Le chef de bureau régional d’AGIL explique également le principe de la logistique inverse, qui prévoit le retour des moustiquaires non distribuées vers les centres de santé afin de servir aux femmes enceintes, aux femmes allaitantes et aux enfants de moins de cinq ans.
« Donc, c’est ce qu’on appelle la logistique inverse. C’est-à-dire qu’après les 5 jours de distribution, les moustiquaires restantes-là devraient être acheminées au niveau des centres de santé.
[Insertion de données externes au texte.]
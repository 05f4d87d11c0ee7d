use axum::{
    http::StatusCode,
    response::{IntoResponse, Response},
    Json,
};
use encore_registry::RegistryError;
use encore_store::CatalogError;
use serde_json::json;

#[derive(Debug)]
pub enum AppError {
    AuthenticationError(String),
    AuthorizationError(String),
    ValidationError(String),
    NotFoundError(String),
    ConflictError(String),
    /// Distinct from Conflict so the client prompts re-selection instead of
    /// retrying the same request.
    HoldExpiredError(String),
    Anyhow(anyhow::Error),
}

impl IntoResponse for AppError {
    fn into_response(self) -> Response {
        let (status, error_message) = match self {
            AppError::AuthenticationError(msg) => (StatusCode::UNAUTHORIZED, msg),
            AppError::AuthorizationError(msg) => (StatusCode::FORBIDDEN, msg),
            AppError::ValidationError(msg) => (StatusCode::BAD_REQUEST, msg),
            AppError::NotFoundError(msg) => (StatusCode::NOT_FOUND, msg),
            AppError::ConflictError(msg) => (StatusCode::CONFLICT, msg),
            AppError::HoldExpiredError(msg) => (StatusCode::GONE, msg),
            AppError::Anyhow(err) => {
                tracing::error!("Internal Server Error: {}", err);
                (
                    StatusCode::INTERNAL_SERVER_ERROR,
                    "Internal Server Error".to_string(),
                )
            }
        };

        let body = Json(json!({
            "error": error_message,
        }));

        (status, body).into_response()
    }
}

impl From<RegistryError> for AppError {
    fn from(err: RegistryError) -> Self {
        match err {
            RegistryError::EventNotFound(_) | RegistryError::SeatNotFound(_) => {
                AppError::NotFoundError(err.to_string())
            }
            RegistryError::Conflict { .. } | RegistryError::EventExists(_) => {
                AppError::ConflictError(err.to_string())
            }
            RegistryError::HoldExpired { .. } => AppError::HoldExpiredError(err.to_string()),
            RegistryError::EmptySeatSet => AppError::ValidationError(err.to_string()),
        }
    }
}

impl From<CatalogError> for AppError {
    fn from(err: CatalogError) -> Self {
        match err {
            CatalogError::NotFound(_) => AppError::NotFoundError(err.to_string()),
            CatalogError::InvalidLayout(_) => AppError::ValidationError(err.to_string()),
        }
    }
}

impl From<anyhow::Error> for AppError {
    fn from(err: anyhow::Error) -> Self {
        Self::Anyhow(err)
    }
}
use std::net::SocketAddr;
use std::sync::Arc;

use encore_api::{app, state::{AppState, AuthSettings}};
use encore_booking::{BookingFinalizer, ExpirySweeper, LockCoordinator};
use encore_domain::HoldPolicy;
use encore_registry::MemorySeatStore;
use encore_store::EventCatalog;
use tokio::time::Duration;
use tracing_subscriber::{layer::SubscriberExt, util::SubscriberInitExt};

#[tokio::main]
async fn main() {
    tracing_subscriber::registry()
        .with(
            tracing_subscriber::EnvFilter::try_from_default_env()
                .unwrap_or_else(|_| "encore_api=debug,tower_http=debug,axum::rejection=trace".into()),
        )
        .with(tracing_subscriber::fmt::layer())
        .init();

    let config = encore_store::Config::load().expect("Failed to load config");
    tracing::info!("Starting Encore API on port {}", config.server.port);

    let policy = HoldPolicy::new(config.business_rules.seat_hold_seconds);
    let store = Arc::new(MemorySeatStore::new(policy));
    let catalog = Arc::new(EventCatalog::new());

    // Seat event fan-out for SSE subscribers
    let (seat_tx, _) = tokio::sync::broadcast::channel(100);

    let coordinator = Arc::new(LockCoordinator::new(
        store.clone(),
        seat_tx.clone(),
        config.business_rules.max_seats_per_user,
    ));
    let finalizer = Arc::new(BookingFinalizer::new(store.clone(), seat_tx.clone()));

    let sweeper = ExpirySweeper::new(store.clone(), seat_tx.clone());
    tokio::spawn(sweeper.run(Duration::from_secs(
        config.business_rules.sweep_interval_seconds,
    )));

    let app_state = AppState {
        store,
        catalog,
        coordinator,
        finalizer,
        policy,
        seat_tx,
        auth: AuthSettings {
            secret: config.auth.jwt_secret.clone(),
            expiration: config.auth.jwt_expiration_seconds,
        },
    };

    let app = app(app_state);

    let addr = SocketAddr::from(([0, 0, 0, 0], config.server.port));
    tracing::info!("Listening on {}", addr);

    let listener = tokio::net::TcpListener::bind(addr).await.unwrap();
    axum::serve(listener, app).await.unwrap();
}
Ces moustiquaires restantes-là doivent servir aux femmes enceintes, les femmes allaitantes, et les enfants âgés de moins de 5 ans ».
Selon lui, le blocus est survenu lorsque certains responsables locaux ont refusé de restituer ces moustiquaires.
« Il s’est avéré que le constat révèle qu’au niveau de certains quartiers de Kankan, il y a certains chefs de quartier et les responsables de sites qui n’ont pas accepté de rendre ces moustiquaires ».

Face à cette situation, l’ONG AGIL affirme avoir saisi toutes les autorités compétentes avant d’en arriver à la voie judiciaire.
« Nous, à notre tour, en tant qu’organisation, on était obligé vraiment de faire des lettres d’information partagées à tous les niveaux. L’autorité locale, administrative, sanitaire et même le gouverneur sortant est largement informé par rapport à la situation de cette histoire de rétention ou de confiscation de ces moustiquaires-là ».
La plainte déposée, selon Sékou Kaïssa, vise exclusivement les 5 chefs de quartiers et les 14 chefs de secteurs concernés, afin de permettre la récupération des MILDA au profit des structures sanitaires.
« Donc, le seul moyen pour nous de faire retourner ces moustiquaires-là dans les centres de santé, c’est de passer par une juridiction compétente afin vraiment qu’une action judiciaire soit intentée contre ces chefs de quartier-là qui refuseraient vraiment de remettre ces moustiquaires-là ».
Il conclut en réaffirmant l’objectif principal de l’ONG.
« Notre objectif est que ces moustiquaires reviennent dans les centres de santé. Ce n’est pas AGIL qui les gère, c’est pour les structures sanitaires ».
Alors que la tension persiste entre certaines autorités locales et l’ONG AGIL, la suite de cette affaire reste désormais entre les mains des autorités judiciaires compétentes. Au moment où nous mettons cet article en ligne, certains chefs de quartiers ont pris l’initiative d’appeler le directeur de l’ONG AGIL afin de restituer le reste des lots de moustiquaires encore en leur possession. Ces moustiquaires récupérées ont ensuite été acheminées vers les structures sanitaires concernées.